[Start of section]
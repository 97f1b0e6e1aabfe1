//! Document intake and lifecycle: upload, content read, reprocess, delete

use serde::Serialize;
use sha2::{Digest, Sha256};
use std::sync::Arc;
use uuid::Uuid;

use crate::error::{Error, Result};
use crate::retrieval::VectorIndex;
use crate::storage::{BlobStore, Database};
use crate::types::{Document, FileKind, ProcessingStatus};

use super::queue::IngestQueue;

/// An uploaded file plus its descriptive fields
#[derive(Debug, Clone)]
pub struct Upload {
    pub space_id: String,
    pub filename: String,
    /// MIME type sent by the client, if any
    pub content_type: Option<String>,
    pub title: Option<String>,
    pub tags: Vec<String>,
    pub data: Vec<u8>,
}

/// Extracted text of a document, or why it is unavailable
#[derive(Debug, Clone, Serialize)]
#[serde(tag = "status", rename_all = "snake_case")]
pub enum DocumentContent {
    Ready {
        document_id: Uuid,
        offset: usize,
        length: usize,
        total_chars: usize,
        text: String,
    },
    NotReady {
        document_id: Uuid,
        processing_status: ProcessingStatus,
    },
    Failed {
        document_id: Uuid,
        error: Option<String>,
    },
}

/// Accepts uploads synchronously and hands them to background ingestion
pub struct DocumentService {
    db: Database,
    blobs: Arc<dyn BlobStore>,
    index: Arc<dyn VectorIndex>,
    queue: Arc<IngestQueue>,
    max_upload_size: usize,
}

impl DocumentService {
    pub fn new(
        db: Database,
        blobs: Arc<dyn BlobStore>,
        index: Arc<dyn VectorIndex>,
        queue: Arc<IngestQueue>,
        max_upload_size: usize,
    ) -> Self {
        Self {
            db,
            blobs,
            index,
            queue,
            max_upload_size,
        }
    }

    /// Check an upload and resolve its MIME type; nothing is stored on failure
    pub fn validate(&self, upload: &Upload) -> Result<String> {
        if upload.filename.trim().is_empty() {
            return Err(Error::validation("Upload has no filename"));
        }
        if upload.data.is_empty() {
            return Err(Error::validation(format!("'{}' is empty", upload.filename)));
        }
        if upload.data.len() > self.max_upload_size {
            return Err(Error::validation(format!(
                "'{}' is {} bytes, the limit is {}",
                upload.filename,
                upload.data.len(),
                self.max_upload_size
            )));
        }

        let mime = FileKind::resolve_mime(upload.content_type.as_deref(), &upload.filename);
        if FileKind::from_mime(&mime).is_none() {
            return Err(Error::validation(format!(
                "Unsupported file type '{}' for '{}'",
                mime, upload.filename
            )));
        }
        Ok(mime)
    }

    /// Store the upload, record it as pending and queue ingestion
    pub async fn accept(&self, upload: Upload) -> Result<Document> {
        let mime = self.validate(&upload)?;
        let hash = hex::encode(Sha256::digest(&upload.data));

        let mut doc = Document::pending(
            upload.space_id,
            upload.filename,
            mime,
            upload.data.len() as u64,
            hash,
        );
        doc.title = upload.title.filter(|t| !t.trim().is_empty());
        doc.tags = upload.tags;

        doc.storage_ref = self.blobs.put(&doc.id, &doc.filename, &upload.data).await?;
        if let Err(e) = self.db.insert_document(&doc) {
            if let Err(cleanup) = self.blobs.delete(&doc.id).await {
                tracing::warn!("Failed to remove orphaned bytes of {}: {}", doc.id, cleanup);
            }
            return Err(e);
        }

        tracing::info!(
            "Accepted upload '{}' ({} bytes, {}) as {}",
            doc.filename,
            doc.byte_size,
            doc.mime_type,
            doc.id
        );
        self.queue.submit(doc.id).await?;
        Ok(doc)
    }

    pub fn get(&self, id: Uuid) -> Result<Document> {
        self.db
            .get_document(id)?
            .ok_or_else(|| Error::not_found("document", id))
    }

    pub fn list(&self, space_id: Option<&str>) -> Result<Vec<Document>> {
        self.db.list_documents(space_id)
    }

    /// A window of the extracted text, measured in characters; never waits on ingestion
    pub fn content(&self, id: Uuid, offset: usize, length: Option<usize>) -> Result<DocumentContent> {
        let doc = self.get(id)?;
        match doc.processing_status {
            ProcessingStatus::Completed => {}
            ProcessingStatus::Failed => {
                return Ok(DocumentContent::Failed {
                    document_id: id,
                    error: doc.error,
                })
            }
            status => {
                return Ok(DocumentContent::NotReady {
                    document_id: id,
                    processing_status: status,
                })
            }
        }

        let text = self.db.get_document_text(id)?.unwrap_or_default();
        let total_chars = text.chars().count();
        let window: String = text
            .chars()
            .skip(offset)
            .take(length.unwrap_or(usize::MAX))
            .collect();

        Ok(DocumentContent::Ready {
            document_id: id,
            offset,
            length: window.chars().count(),
            total_chars,
            text: window,
        })
    }

    /// Re-run ingestion from the stored bytes
    pub async fn reprocess(&self, id: Uuid) -> Result<Document> {
        self.db.reset_for_reprocess(id)?;
        tracing::info!("Reprocessing document {}", id);
        self.queue.submit(id).await?;
        self.get(id)
    }

    /// Delete the record, its index entries and its stored bytes
    pub async fn delete(&self, id: Uuid) -> Result<()> {
        let doc = self.get(id)?;
        self.index.delete_by_document(id).await?;
        if !self.db.delete_document(id)? {
            return Err(Error::not_found("document", id));
        }
        self.queue.forget(id);

        if let Err(e) = self.blobs.delete(&doc.id).await {
            tracing::warn!("Failed to delete stored bytes of {}: {}", id, e);
        }
        tracing::info!("Deleted document {} ({})", id, doc.filename);
        Ok(())
    }

    /// Re-queue documents left pending or interrupted by a previous run
    pub async fn resume_pending(&self) -> Result<usize> {
        let ids = self.db.recover_interrupted()?;
        for id in &ids {
            self.queue.submit(*id).await?;
        }
        if !ids.is_empty() {
            tracing::info!("Resumed ingestion of {} documents", ids.len());
        }
        Ok(ids.len())
    }
}

#[cfg(test)]
mod tests {
    use super::*;
    use crate::retrieval::SqliteVectorIndex;
    use crate::storage::LocalBlobStore;

    struct Harness {
        service: DocumentService,
        db: Database,
        rx: tokio::sync::mpsc::Receiver<Uuid>,
        _dir: tempfile::TempDir,
    }

    fn harness(max_upload_size: usize) -> Harness {
        let dir = tempfile::tempdir().unwrap();
        let db = Database::in_memory().unwrap();
        let (queue, rx) = IngestQueue::new(1);
        let service = DocumentService::new(
            db.clone(),
            Arc::new(LocalBlobStore::new(dir.path().to_path_buf()).unwrap()),
            Arc::new(SqliteVectorIndex::new(db.clone())),
            Arc::new(queue),
            max_upload_size,
        );
        Harness { service, db, rx, _dir: dir }
    }

    fn upload(filename: &str, data: &[u8]) -> Upload {
        Upload {
            space_id: "s".into(),
            filename: filename.into(),
            content_type: None,
            title: None,
            tags: vec![],
            data: data.to_vec(),
        }
    }

    #[tokio::test]
    async fn test_empty_upload_rejected_without_record() {
        let h = harness(1024);
        let err = h.service.accept(upload("empty.txt", b"")).await.unwrap_err();
        assert!(matches!(err, Error::Validation(_)));
        assert!(h.db.list_documents(None).unwrap().is_empty());
    }

    #[tokio::test]
    async fn test_oversized_and_unsupported_rejected() {
        let h = harness(4);
        assert!(matches!(
            h.service.accept(upload("big.txt", b"12345")).await,
            Err(Error::Validation(_))
        ));
        let h = harness(1024);
        assert!(matches!(
            h.service.accept(upload("archive.zip", b"PK")).await,
            Err(Error::Validation(_))
        ));
    }

    #[tokio::test]
    async fn test_accept_returns_pending_and_queues() {
        let mut h = harness(1024);
        let mut up = upload("notes.md", b"# Notes");
        up.title = Some("My notes".into());
        let doc = h.service.accept(up).await.unwrap();

        assert_eq!(doc.processing_status, ProcessingStatus::Pending);
        assert_eq!(doc.mime_type, "text/markdown");
        assert_eq!(doc.display_name(), "My notes");
        assert_eq!(doc.content_hash.len(), 64);
        assert_eq!(h.rx.recv().await, Some(doc.id));

        match h.service.content(doc.id, 0, None).unwrap() {
            DocumentContent::NotReady { processing_status, .. } => {
                assert_eq!(processing_status, ProcessingStatus::Pending)
            }
            other => panic!("unexpected {:?}", other),
        }
    }

    #[tokio::test]
    async fn test_content_pagination() {
        let h = harness(1024);
        let doc = h.service.accept(upload("a.txt", b"hello world")).await.unwrap();
        h.db.try_begin_processing(doc.id).unwrap();
        h.db.save_document_text(doc.id, "héllo world").unwrap();
        h.db.mark_completed(doc.id, 1).unwrap();

        match h.service.content(doc.id, 1, Some(4)).unwrap() {
            DocumentContent::Ready { text, total_chars, length, .. } => {
                assert_eq!(text, "éllo");
                assert_eq!(length, 4);
                assert_eq!(total_chars, 11);
            }
            other => panic!("unexpected {:?}", other),
        }
    }

    #[tokio::test]
    async fn test_reprocess_conflict_and_delete() {
        let h = harness(1024);
        let doc = h.service.accept(upload("a.txt", b"hello")).await.unwrap();
        h.db.try_begin_processing(doc.id).unwrap();
        assert!(matches!(h.service.reprocess(doc.id).await, Err(Error::Conflict(_))));

        h.db.mark_failed(doc.id, "x").unwrap();
        assert_eq!(h.service.reprocess(doc.id).await.unwrap().processing_status, ProcessingStatus::Pending);

        h.service.delete(doc.id).await.unwrap();
        assert!(matches!(h.service.get(doc.id), Err(Error::NotFound { .. })));
        assert!(matches!(h.service.delete(doc.id).await, Err(Error::NotFound { .. })));
    }
}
[End of section]
**Problem:** Reproduce exactly the lines above from the line with "pub async fn reprocess(&self, id: Uuid)" to the line with "if let Err(e) = self.blobs.delete(&doc.id).await", including both, and add nothing.

**Result of the task:**
    pub async fn reprocess(&self, id: Uuid) -> Result<Document> {
        self.db.reset_for_reprocess(id)?;
        tracing::info!("Reprocessing document {}", id);
        self.queue.submit(id).await?;
        self.get(id)
    }

    /// Delete the record, its index entries and its stored bytes
    pub async fn delete(&self, id: Uuid) -> Result<()> {
        let doc = self.get(id)?;
        self.index.delete_by_document(id).await?;
        if !self.db.delete_document(id)? {
            return Err(Error::not_found("document", id));
        }
        self.queue.forget(id);

        if let Err(e) = self.blobs.delete(&doc.id).await {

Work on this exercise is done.